なお、上からそろえる、左からそろえる、左上(0から遠いところから)揃えると3パターンで試してみましたが、これら3つはほぼ等価で、上からそろえてうまくいくものは、左からでも左上からでもうまくいくし、ダメなものはだめという結果でした。
この理由はダメな場合はこの例の{2,3,4,8}のように一緒に揃えないといけない駒の数が多いとき、IDA*では現実的な計算量に収まらないという状況のようです。
ここは、マンハッタンディスタンス(MD)に加え並び順も考慮することで改善の余地がありそうだったので時間があればもうちょっと開発したかった部分です。
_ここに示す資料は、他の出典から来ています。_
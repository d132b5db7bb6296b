//! STDIO transport implementation.
//!
//! There is exactly one client and no session handshake: every tool call
//! runs against the configured Fluree defaults.

use rmcp::ServiceExt;
use tracing::{info, warn};

use super::{TransportError, TransportResult};
use crate::core::McpServer;

/// STDIO transport handler.
pub struct StdioTransport;

impl StdioTransport {
    /// Run the STDIO transport.
    pub async fn run(server: McpServer) -> TransportResult<()> {
        let missing = server.handshake().defaults().missing_fields();
        if !missing.is_empty() {
            warn!(?missing, "Default context incomplete; tool calls will be rejected");
        }
        info!("Ready - communicating via stdin/stdout");

        let service = server
            .serve(rmcp::transport::stdio())
            .await
            .map_err(|e| TransportError::init(e.to_string()))?;

        service
            .waiting()
            .await
            .map_err(|e| TransportError::serve("STDIO", e))?;

        info!("STDIO transport finished");
        Ok(())
    }
}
ここは、マンハッタンディスタンス(MD)に加え並び順も考慮することで改善の余地がありそうだったので時間があればもうちょっと開発したかった部分です。
ステップ実行
一般に、駒の移動回数Nが増えるに従いx^Nのオーダーで計算量が増えていきます。
ここで、xは与えられた問題に依存する1から3の間の実数です。(3より小さいのは上下左右4つの方向のうち1方向は前回の盤面に戻る移動なので省略しているから)移動回数とMDの輪が閾値以下という条件で枝刈りするにしてもNが増えると(閾値が増えると)計算量はどうしても膨大になります。
そこで最短経路解を取りこぼしてでも(移動回数の制限はかなりあまいという事がわかっていたので)強めの枝刈りを考える事になるのですが、ここではたとえば1億ノードとか指定してあげて、そのノード数探索して見つからなかったら、それまでに探索したノード内で最もMDの小さい値を初期ノードとして再探索するという事を行いました。つまり、最小値を持つモード以外すべて枝刈りするという大胆な方法です。
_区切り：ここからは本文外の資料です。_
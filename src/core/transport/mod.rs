//! Transport layer for the MCP server.
//!
//! - **STDIO**: standard input/output via rmcp, one implicit client - feature: `stdio`
//! - **HTTP**: session-aware JSON-RPC over HTTP with an SSE stream - feature: `http`
//!
//! Both transports delegate tool calls to the same registry.

mod config;
mod error;
mod service;

#[cfg(feature = "http")]
pub mod http;

#[cfg(feature = "stdio")]
pub mod stdio;

pub use config::TransportConfig;
pub use error::{TransportError, TransportResult};
pub use service::TransportService;

#[cfg(feature = "http")]
pub use config::HttpConfig;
双方向探索と同じようにx^Nをx^(N/2)としてあげようという発想ですね。
この方法のメリットはなんといっても実装が簡単である事。
また、ステップ毎に強めの枝刈りをして深く探索していく方法だとローカルミニマムにとらわれて脱出できないリスクが高くなりますが、この方法だと無駄だと思われるノードに対しても与えられた探索回数までは広く探索を行うので、ローカルミニマムから脱出する可能性が高くなるというメリットもあります。